Businesses wanting to conduct a force-field analysis should move through these steps:
Start by defining the problem and the desired future state by inviting key stakeholders to come together.
Then, generate a list of driving and hindering forces. To stimulate idea generation, consider those who support or oppose the change, and give potential reasons for both arguments. It’s also helpful to define the risks, constraints, and benefits of a broader project. Most importantly, the business must have adequate resources to see the process through to completion.
With the list of forces, write the driving forces on the left-hand side of a sheet of paper. Write the hindering forces on the right, with the proposed change occupying the center.
Rate each force on a scale to assess their validity. Most businesses use a scale of 1 to 10 where 1 is a weak force and 10 is a strong force. Then, sum the ratings of both the left and right hand side to determine whether driving forces or hindering forces are in control.

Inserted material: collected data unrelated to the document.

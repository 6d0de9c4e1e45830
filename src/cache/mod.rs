//! Persistent best-guess cache
//!
//! One JSON document per variant, mode and word length holds the best first
//! guesses and, below each of them, the best second guesses per feedback.
//! Deeper positions are cheap enough to recompute and are never stored.
//!
//! Every read and write of the document happens under a lock file next to it.
//! Writes go to a `.tmp` sibling which is then renamed over the document, so a
//! leftover `.tmp` file means an interrupted write and refuses to load.

mod fill;
mod lock;
mod tree;

pub use fill::{FLUSH_EVERY, FillReport, fill_cache};
pub use lock::LockFile;
pub use tree::{CacheNode, GuessTable};

use crate::core::{Context, Feedback, Turn, Word};
use crate::error::{Error, Result};
use crate::solver::BestGuesses;
use log::info;
use serde::Serialize;
use serde_json::ser::PrettyFormatter;
use std::collections::BTreeSet;
use std::fs::{self, File};
use std::io::{ErrorKind, Write};
use std::path::{Path, PathBuf};
use std::time::Duration;

/// How long to wait for another process to release the cache
pub const DEFAULT_LOCK_TIMEOUT: Duration = Duration::from_secs(15);

/// Deepest turn count whose result is stored
pub const MAX_CACHED_TURNS: usize = 1;

/// Cache document for one game context
#[derive(Debug)]
pub struct ResultCache {
    path: PathBuf,
    lock_timeout: Duration,
    data: Option<GuessTable>,
}

impl ResultCache {
    /// Open the cache for `context` inside `dir`, creating the directory
    ///
    /// The document is read lazily on first use.
    ///
    /// # Errors
    /// Returns an I/O error if the directory cannot be created.
    pub fn open(dir: impl AsRef<Path>, context: &Context, lock_timeout: Duration) -> Result<Self> {
        let dir = dir.as_ref();
        fs::create_dir_all(dir)?;
        Ok(Self {
            path: dir.join(Self::file_name(context)),
            lock_timeout,
            data: None,
        })
    }

    /// `guesses_{mode}_{variant}_{length}.json`
    #[must_use]
    pub fn file_name(context: &Context) -> String {
        format!(
            "guesses_{}_{}_{}.json",
            context.mode,
            context.variant.id,
            context.word_length()
        )
    }

    #[must_use]
    pub fn path(&self) -> &Path {
        &self.path
    }

    fn sibling(&self, extension: &str) -> PathBuf {
        let mut name = self.path.clone().into_os_string();
        name.push(extension);
        PathBuf::from(name)
    }

    fn lock(&self) -> Result<LockFile> {
        LockFile::acquire(&self.sibling(".lck"), self.lock_timeout)
    }

    fn read(&self) -> Result<GuessTable> {
        let tmp = self.sibling(".tmp");
        if tmp.exists() {
            return Err(Error::StaleTempFile(tmp));
        }

        match fs::read_to_string(&self.path) {
            Ok(text) => Ok(serde_json::from_str(&text)?),
            Err(err) if err.kind() == ErrorKind::NotFound => Ok(GuessTable::default()),
            Err(err) => Err(err.into()),
        }
    }

    fn write(&self, table: &GuessTable) -> Result<()> {
        let mut bytes = Vec::new();
        let mut serializer =
            serde_json::Serializer::with_formatter(&mut bytes, PrettyFormatter::with_indent(b"\t"));
        table.serialize(&mut serializer)?;
        bytes.push(b'\n');

        let tmp = self.sibling(".tmp");
        let mut file = File::create(&tmp)?;
        file.write_all(&bytes)?;
        file.sync_all()?;
        drop(file);
        fs::rename(&tmp, &self.path)?;
        Ok(())
    }

    fn loaded(&mut self) -> Result<&mut GuessTable> {
        if self.data.is_none() {
            let _lock = self.lock()?;
            self.data = Some(self.read()?);
        }
        Ok(self.data.get_or_insert_with(GuessTable::default))
    }

    /// Cached best guesses after `turns`
    ///
    /// Always `None` past [`MAX_CACHED_TURNS`].
    ///
    /// # Errors
    /// Returns lock, I/O and parse errors, `Error::StaleTempFile` after an
    /// interrupted write and `Error::CacheCorrupt` for inconsistent entries.
    pub fn load(&mut self, turns: &[Turn]) -> Result<Option<BestGuesses>> {
        if turns.len() > MAX_CACHED_TURNS {
            return Ok(None);
        }
        match self.loaded()?.lookup(turns) {
            Some(table) => table.best(),
            None => Ok(None),
        }
    }

    /// Store `best` for `turns` and write the document
    ///
    /// The document is re-read under the lock first, so unflushed
    /// [`insert`](Self::insert)s are dropped. A no-op past
    /// [`MAX_CACHED_TURNS`] or when the first turn's guess is not cached.
    ///
    /// # Errors
    /// Returns lock, I/O and parse errors.
    pub fn save(&mut self, turns: &[Turn], best: &BestGuesses) -> Result<()> {
        if turns.len() > MAX_CACHED_TURNS {
            return Ok(());
        }

        let _lock = self.lock()?;
        let mut table = self.read()?;
        let stored = table.store(turns, best);
        if stored {
            self.write(&table)?;
            info!(
                "cached {} guesses after {} turns in {}",
                best.len(),
                turns.len(),
                self.path.display()
            );
        }
        self.data = Some(table);
        Ok(())
    }

    /// Store `best` for `turns` in memory only, see [`flush`](Self::flush)
    ///
    /// Returns false when nothing was stored.
    ///
    /// # Errors
    /// Returns lock, I/O and parse errors from the initial read.
    pub fn insert(&mut self, turns: &[Turn], best: &BestGuesses) -> Result<bool> {
        if turns.len() > MAX_CACHED_TURNS {
            return Ok(false);
        }
        Ok(self.loaded()?.store(turns, best))
    }

    /// Write the in-memory document
    ///
    /// # Errors
    /// Returns lock and I/O errors.
    pub fn flush(&mut self) -> Result<()> {
        let Some(table) = &self.data else {
            return Ok(());
        };
        let _lock = self.lock()?;
        self.write(table)?;
        info!("flushed cache to {}", self.path.display());
        Ok(())
    }

    /// Feedbacks stored below `guess`
    ///
    /// # Errors
    /// Returns lock, I/O and parse errors from the initial read.
    pub fn next_feedbacks(&mut self, guess: &Word) -> Result<BTreeSet<Feedback>> {
        Ok(self.loaded()?.next_feedbacks(guess))
    }

    /// Check the feedbacks stored below `guess` are exactly `computed`
    ///
    /// # Errors
    /// Returns `Error::CacheIncoherent` with both sides of the difference.
    pub fn verify_coherent(&mut self, guess: &Word, computed: &BTreeSet<Feedback>) -> Result<()> {
        let stored = self.next_feedbacks(guess)?;
        if &stored == computed {
            return Ok(());
        }
        Err(Error::CacheIncoherent {
            guess: *guess,
            missing: computed.difference(&stored).copied().collect(),
            unexpected: stored.difference(computed).copied().collect(),
        })
    }
}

Assess change viability and take action. When instituting change, it is usually more cost-effective to weaken hindering forces than it is to strengthen driving forces. For example, if the expansion of an ice cream business is hindered by locations with cool summers and high transport costs, forces could be weakened by expansion into warmer climates in closer proximity. Having said that, simultaneously strengthening driving forces and weakening hindering forces is also an effective strategy.
Common examples of driving and hindering forces
In the force-field analysis, driving forces that encourage change by supporting a goal or objective include:
External factors such as politics, trade agreements, and shareholders.
Conversely, hindering forces that inhibit progress toward a goal include:
Fear of failure.
Outdated or inflexible management style or culture.
Unsuitably qualified or skilled employees.
Environmental or economic regulation.
The basic premise of the force-field analysis is that counterbalancing forces enhance the status quo in business operations, thereby inhibiting change.
The force-field analysis argues that driving forces encourage change while hindering forces discourage change. When the two forces are in equilibrium, a business must weaken hindering forces or strengthen driving forces – or a combination of both.
In the force-field analysis, common driving forces include innovation and increased competition. Common hindering forces include a lack of resources, regulation, and outdated management structure.